Collected data entries
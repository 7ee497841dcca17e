//! Degraph CLI: validate rule files and replay change logs.
//!
//! Usage:
//!   degraph check --rules rules.yaml
//!   degraph run --rules rules.yaml --input changes.jsonl [--config engine.yaml] [--watch]

use clap::{Parser, Subcommand};
use degraph::{
    load_rules, ChangeEvent, ChangeRecord, DegraphEngine, EngineConfig, MemoryIndexSink, RuleFileWatcher,
};
use std::io::{BufRead, BufReader};
use std::path::{Path, PathBuf};
use std::sync::Arc;
use std::time::Duration;
use tracing::Level;

#[derive(Parser)]
#[command(name = "degraph", version, about = "Graph-walking denormalization engine")]
struct Cli {
    /// Increase log verbosity (-v info, -vv debug, -vvv trace)
    #[arg(short, long, action = clap::ArgAction::Count, global = true)]
    verbose: u8,
    #[command(subcommand)]
    command: Commands,
}

#[derive(Subcommand)]
enum Commands {
    /// Parse a rule file and list its rules
    Check {
        #[arg(long)]
        rules: PathBuf,
    },
    /// Replay a JSON-lines change log and print the resulting target documents
    Run {
        #[arg(long)]
        rules: PathBuf,
        /// One `{"index","type","id","document"}` object per line
        #[arg(long)]
        input: PathBuf,
        /// Engine configuration (defaults to the user config dir)
        #[arg(long)]
        config: Option<PathBuf>,
        /// Keep running after the replay and reapply the rule file on every edit
        #[arg(long)]
        watch: bool,
        /// How often --watch checks the rule file, in milliseconds
        #[arg(long, default_value_t = 1000)]
        poll_ms: u64,
    },
}

fn init_tracing(verbose: u8) {
    let level = match verbose {
        0 => Level::WARN,
        1 => Level::INFO,
        2 => Level::DEBUG,
        _ => Level::TRACE,
    };
    tracing_subscriber::fmt()
        .with_max_level(level)
        .with_writer(std::io::stderr)
        .init();
}

fn cmd_check(rules: &Path) -> i32 {
    let registry = match load_rules(rules) {
        Ok(registry) => registry,
        Err(e) => {
            eprintln!("Error: {}", e);
            return 1;
        }
    };
    println!("{:<32}  {:<32}  {:>5}", "SOURCE", "TARGET", "WALKS");
    println!("{}", "-".repeat(73));
    for rule in registry.iter() {
        println!(
            "{:<32}  {:<32}  {:>5}",
            rule.source().to_string(),
            rule.target().to_string(),
            rule.walks().len()
        );
    }
    println!("{} rule(s) OK", registry.len());
    0
}

fn read_changes(input: &Path) -> Result<Vec<ChangeEvent>, String> {
    let file = std::fs::File::open(input).map_err(|e| format!("failed to open {}: {}", input.display(), e))?;
    let mut events = Vec::new();
    for (n, line) in BufReader::new(file).lines().enumerate() {
        let line = line.map_err(|e| format!("failed to read {}: {}", input.display(), e))?;
        if line.trim().is_empty() {
            continue;
        }
        let record: ChangeRecord =
            serde_json::from_str(&line).map_err(|e| format!("{}:{}: {}", input.display(), n + 1, e))?;
        events.push(record.into());
    }
    Ok(events)
}

fn print_targets(sink: &MemoryIndexSink) {
    for (target, document) in sink.snapshot() {
        let line = serde_json::json!({
            "index": target.index,
            "type": target.doc_type,
            "id": target.id,
            "document": document,
        });
        println!("{}", line);
    }
}

/// Poll the rule file until Ctrl-C, reloading the engine on each edit.
async fn watch_rules(engine: &DegraphEngine, sink: &MemoryIndexSink, mut watcher: RuleFileWatcher, poll_ms: u64) {
    let mut ticker = tokio::time::interval(Duration::from_millis(poll_ms.max(1)));
    eprintln!("watching {} (Ctrl-C to stop)", watcher.path().display());
    loop {
        tokio::select! {
            _ = tokio::signal::ctrl_c() => break,
            _ = ticker.tick() => {}
        }
        let registry = match watcher.poll() {
            Ok(Some(registry)) => registry,
            Ok(None) => continue,
            Err(e) => {
                eprintln!("Error: {} (keeping current rules)", e);
                continue;
            }
        };
        match engine.reload_rules(registry).await {
            Ok(report) => {
                engine.drain().await;
                eprintln!(
                    "rules reloaded: {} changed key(s), {} resubmitted, {} retracted",
                    report.changed.len(),
                    report.resubmitted,
                    report.retracted
                );
                print_targets(sink);
            }
            Err(e) => eprintln!("Error: {} (keeping current rules)", e),
        }
    }
}

async fn cmd_run(rules: &Path, input: &Path, config: Option<&Path>, watch: bool, poll_ms: u64) -> i32 {
    let config = match EngineConfig::resolve(config) {
        Ok(config) => config,
        Err(e) => {
            eprintln!("Error: {}", e);
            return 1;
        }
    };
    // Taken before loading so an edit made in between is still seen.
    let watcher = watch.then(|| RuleFileWatcher::new(rules));
    let registry = match load_rules(rules) {
        Ok(registry) => registry,
        Err(e) => {
            eprintln!("Error: {}", e);
            return 1;
        }
    };
    let events = match read_changes(input) {
        Ok(events) => events,
        Err(e) => {
            eprintln!("Error: {}", e);
            return 1;
        }
    };

    let sink = Arc::new(MemoryIndexSink::new());
    let engine = match DegraphEngine::builder(registry).config(config).sink(sink.clone()).start() {
        Ok(engine) => engine,
        Err(e) => {
            eprintln!("Error: {}", e);
            return 1;
        }
    };

    for event in events {
        if let Err(e) = engine.submit(event) {
            eprintln!("Error: {}", e);
            return 1;
        }
    }
    engine.drain().await;
    print_targets(&sink);

    match serde_json::to_string_pretty(&engine.stats()) {
        Ok(stats) => eprintln!("{}", stats),
        Err(e) => eprintln!("Error: {}", e),
    }
    let dead = engine.dead_letters();
    for letter in &dead {
        eprintln!(
            "dead letter: {} ({}, {} attempts): {}",
            letter.id, letter.job, letter.attempts, letter.reason
        );
    }
    if let Some(watcher) = watcher {
        watch_rules(&engine, &sink, watcher, poll_ms).await;
    }
    engine.shutdown();

    if dead.is_empty() {
        0
    } else {
        2
    }
}

#[tokio::main]
async fn main() {
    let cli = Cli::parse();
    init_tracing(cli.verbose);

    let code = match &cli.command {
        Commands::Check { rules } => cmd_check(rules),
        Commands::Run {
            rules,
            input,
            config,
            watch,
            poll_ms,
        } => cmd_run(rules, input, config.as_deref(), *watch, *poll_ms).await,
    };
    std::process::exit(code);
}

*Task requirements*. Each line of the records that contains the string "ChangeRecord" must be copied.

*Result of the task*.
    load_rules, ChangeEvent, ChangeRecord, DegraphEngine, EngineConfig, MemoryIndexSink, RuleFileWatcher,
        let record: ChangeRecord =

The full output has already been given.